In situ X-ray absorption spectroscopy (XAS) with electrochemical reaction control has enabled a detailed investigation of the mechanism of the methanol electrooxidation by a bimetallic PtRu catalyst. By the use of an original electrodeposition technique, ca. 0.3 monolayer of Ru was deposited on the surface of unsupported Pt nanoparticles (Ru@Pt). The presence of Ru atoms only at the surface of nanoparticles turns a bulk sensitive XAS technique into a surface methodology which permits correlation of the X-ray absorption fine structure at the Ru K-edge to the role of Ru atoms in the methanol oxidation process. In situ XAS spectra of the Ru@Pt nanoparticles were collected at various electrode potentials in background electrolyte, and then in 1 M solution of methanol (CH3OH) in the same electrolyte.

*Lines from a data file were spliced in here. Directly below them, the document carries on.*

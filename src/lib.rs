//! Tandem: a composable concurrency runtime with cooperative domains.
//!
//! # Overview
//!
//! Tandem multiplexes user-defined work across a fixed pool of worker
//! threads called *domains*. Inside one domain, execution is strictly
//! cooperative: tasks interleave only at well-defined suspension points
//! (`wait`, `suspend`, `yield_now`, task return). Across domains, tasks run
//! in true parallel.
//!
//! # Core Guarantees
//!
//! - **First-class promises**: every task returns an awaitable [`Promise`];
//!   a promise resolves at most once and is consumed at most once
//! - **Structured cancellation**: cancelling a task cancels its whole
//!   subtree, across domain boundaries; a parent never finishes while a
//!   child is still pending
//! - **External events**: syscall promises are resolved by outside code
//!   through the narrow [`Events`] interface (`select` / `interrupt`)
//! - **No priority oracle**: run-queue and dispatcher tie-breaking draw
//!   from a runtime-seeded PRNG, never from submission order
//!
//! # Module Structure
//!
//! - [`types`]: Core types (identifiers, outcomes, cancellation reasons)
//! - [`registry`]: Per-domain promise records and parent/child graph
//! - [`runqueue`]: Per-domain ready set with randomized selection
//! - [`dispatch`]: Cross-domain queue for parallel task submissions
//! - [`domain`]: Domain state and the scheduler loop
//! - [`cancel`]: The cancellation engine
//! - [`events`]: The events-source contract for external I/O and timers
//! - [`ops`]: The task context [`Cx`] carrying the public operations
//! - [`runtime`]: Builder, `run`, worker spawn and teardown
//! - [`time`]: A timer events source, the canonical events consumer
//! - [`sync`]: Cooperative synchronization helpers
//! - [`util`]: Deterministic PRNG
//! - [`error`]: Error types

#![forbid(unsafe_code)]
#![warn(missing_docs)]
#![warn(clippy::pedantic)]
#![allow(clippy::missing_panics_doc)]
#![allow(clippy::missing_errors_doc)]
#![allow(clippy::module_name_repetitions)]

pub mod cancel;
pub mod dispatch;
pub mod domain;
pub mod error;
pub mod events;
pub mod ops;
pub mod registry;
pub mod runqueue;
pub mod runtime;
pub mod sync;
pub mod time;
pub mod types;
pub mod util;

mod fiber;

#[cfg(test)]
mod test_utils;

// Re-exports for convenient access to core types
pub use error::{Error, ErrorKind, Result, ResultExt};
pub use events::{Events, NoopEvents, RunnableEntry};
pub use ops::{Cx, Promise};
pub use runtime::{run, Builder};
pub use types::{CancelKind, CancelReason, DomainId, Outcome, PanicPayload, PromiseId};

Significant differences in the catalyst state have been revealed between these two environments. In the background electrolyte, Ru gradually oxidizes from mostly metallic to a Ru(III)/Ru(IV) mixture at the highest potentials. In the presence of CH3OH, the Ru oxidation state remains a mixture of metallic and Ru(III) even at the highest potentials. CO-type species were found adsorbed on Ru atoms at all potentials and coadsorbed with OH species at potentials 0.175 V vs Ag/AgCl and higher with steady number of near neighbors. The same potential correlates to the beginning of methanol oxidation reaction observed electrochemically. Therefore coadsorption of CO and OH groups on Ru atoms appears to be critical in the methanol oxidation process. The need for OH groups for CO removal from Pt sites was previously suggested by the bifunctional CH3OH oxidation mechanism; however, occupancy of Ru atoms with CO species and direct structural observations of the coadsorption of CO and OH on the same Ru atom is a novel finding resulting from this study. Other changes in the catalyst environment were observed, including decreased Ru–Ru and Ru–Pt bond distances, increased numbers of Ru–Pt near neighbors, and decreased number of Ru–Ru near neighbors.